◆ **BRIEF**
Within the lines below, find those that hold the string "match" and copy each one.

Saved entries
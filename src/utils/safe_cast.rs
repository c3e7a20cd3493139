//! Safe casting utilities for pixel coordinates and image dimensions

use crate::{Error, Result};

/// Safely convert usize to i32 with overflow checking
///
/// # Errors
///
/// Returns an error if the value exceeds i32::MAX
pub fn usize_to_i32(value: usize) -> Result<i32> {
    value
        .try_into()
        .map_err(|_| Error::InvalidInput(format!("Value {value} too large to fit in i32")))
}

/// Safely convert an `OpenCV` dimension to usize
///
/// # Errors
///
/// Returns an error if the value is negative
pub fn i32_to_usize(value: i32) -> Result<usize> {
    value
        .try_into()
        .map_err(|_| Error::InvalidInput(format!("Negative dimension {value}")))
}

/// Clamp and convert f32 to i32 for pixel coordinates
#[must_use]
#[allow(clippy::cast_precision_loss)] // Acceptable for clamping bounds
#[allow(clippy::cast_possible_truncation)] // Clamping ensures safe truncation
pub fn f32_to_i32_clamp(value: f32, min: i32, max: i32) -> i32 {
    let (min, max) = if min <= max { (min, max) } else { (max, min) };

    if !value.is_finite() {
        return min;
    }

    let clamped = value.clamp(min as f32, max as f32);
    (clamped as i32).clamp(min, max)
}

#[cfg(test)]
mod tests {
    use super::*;
    use proptest::prelude::*;

    #[test]
    fn test_usize_to_i32() {
        assert_eq!(usize_to_i32(42).unwrap(), 42);
        assert_eq!(usize_to_i32(i32::MAX as usize).unwrap(), i32::MAX);

        if std::mem::size_of::<usize>() > 4 {
            assert!(usize_to_i32(i32::MAX as usize + 1).is_err());
        }
    }

    #[test]
    fn test_i32_to_usize() {
        assert_eq!(i32_to_usize(640).unwrap(), 640);
        assert!(i32_to_usize(-1).is_err());
    }

    #[test]
    fn test_f32_to_i32_clamp() {
        assert_eq!(f32_to_i32_clamp(50.0, 0, 100), 50);
        assert_eq!(f32_to_i32_clamp(-10.0, 0, 100), 0);
        assert_eq!(f32_to_i32_clamp(150.0, 0, 100), 100);
        assert_eq!(f32_to_i32_clamp(f32::NAN, 0, 100), 0);
        assert_eq!(f32_to_i32_clamp(f32::INFINITY, 0, 100), 0);
        assert_eq!(f32_to_i32_clamp(5.0, 100, 0), 5);
    }

    proptest! {
        #[test]
        fn prop_clamp_always_within_bounds(
            value in any::<f32>(),
            min in any::<i32>(),
            max in any::<i32>()
        ) {
            let (lo, hi) = if min <= max { (min, max) } else { (max, min) };
            let result = f32_to_i32_clamp(value, min, max);
            prop_assert!(result >= lo);
            prop_assert!(result <= hi);
        }

        #[test]
        fn prop_usize_round_trip(value in 0..=i32::MAX as usize) {
            let converted = usize_to_i32(value).unwrap();
            prop_assert_eq!(i32_to_usize(converted).unwrap(), value);
        }
    }
}
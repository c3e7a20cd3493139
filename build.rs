//! Build script for detecting system dependencies and providing installation guidance.
//!
//! This script checks for the system libraries the collector links against
//! (OpenCV, ALSA for the countdown cue on Linux, pkg-config) and prints
//! installation hints when they are missing.

use std::env;
use std::process::Command;

fn main() {
    println!("cargo:rerun-if-changed=build.rs");

    // Check for OpenCV
    check_opencv();

    // Check for ALSA (audio cue on Linux)
    if env::var_os("CARGO_FEATURE_AUDIO").is_some() {
        check_alsa();
    }

    // Check for pkg-config
    check_pkg_config();

    // Print detected environment
    println!(
        "cargo:rustc-env=BUILD_TARGET={}",
        env::var("TARGET").unwrap_or_default()
    );
    println!("cargo:rustc-env=BUILD_HOST={}", env::var("HOST").unwrap_or_default());
}

fn check_opencv() {
    println!("cargo:rerun-if-env-changed=PKG_CONFIG_PATH");
    println!("cargo:rerun-if-env-changed=OPENCV_LINK_PATHS");
    println!("cargo:rerun-if-env-changed=OPENCV_INCLUDE_PATHS");

    // Try to find OpenCV using pkg-config
    let output = Command::new("pkg-config").args(["--modversion", "opencv4"]).output();

    match output {
        Ok(output) if output.status.success() => {
            let version = String::from_utf8_lossy(&output.stdout);
            println!("cargo:warning=Found OpenCV version: {}", version.trim());
        }
        _ => {
            // Try opencv instead of opencv4
            let output = Command::new("pkg-config").args(["--modversion", "opencv"]).output();

            match output {
                Ok(output) if output.status.success() => {
                    let version = String::from_utf8_lossy(&output.stdout);
                    println!("cargo:warning=Found OpenCV version: {}", version.trim());
                }
                _ => {
                    println!("cargo:warning=OpenCV not found via pkg-config. Make sure OpenCV is installed.");
                    println!("cargo:warning=On Ubuntu: sudo apt-get install libopencv-dev");
                    println!("cargo:warning=On macOS: brew install opencv");
                }
            }
        }
    }
}

fn check_alsa() {
    if env::var("TARGET").unwrap_or_default().contains("linux") {
        let output = Command::new("pkg-config").args(["--exists", "alsa"]).output();

        match output {
            Ok(output) if output.status.success() => {}
            _ => {
                println!("cargo:warning=ALSA development files not found. Build with --no-default-features to skip the audio cue.");
                println!("cargo:warning=On Ubuntu: sudo apt-get install libasound2-dev");
            }
        }
    }
}

fn check_pkg_config() {
    let output = Command::new("pkg-config").arg("--version").output();

    match output {
        Ok(output) if output.status.success() => {
            let version = String::from_utf8_lossy(&output.stdout);
            println!("cargo:warning=Found pkg-config version: {}", version.trim());
        }
        _ => {
            println!("cargo:warning=pkg-config not found. This is required to find system libraries.");
            println!("cargo:warning=On Ubuntu: sudo apt-get install pkg-config");
            println!("cargo:warning=On macOS: brew install pkg-config");
        }
    }
}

◆ **TASK RESPONSE**
    match output {
            match output {
        match output {
    match output {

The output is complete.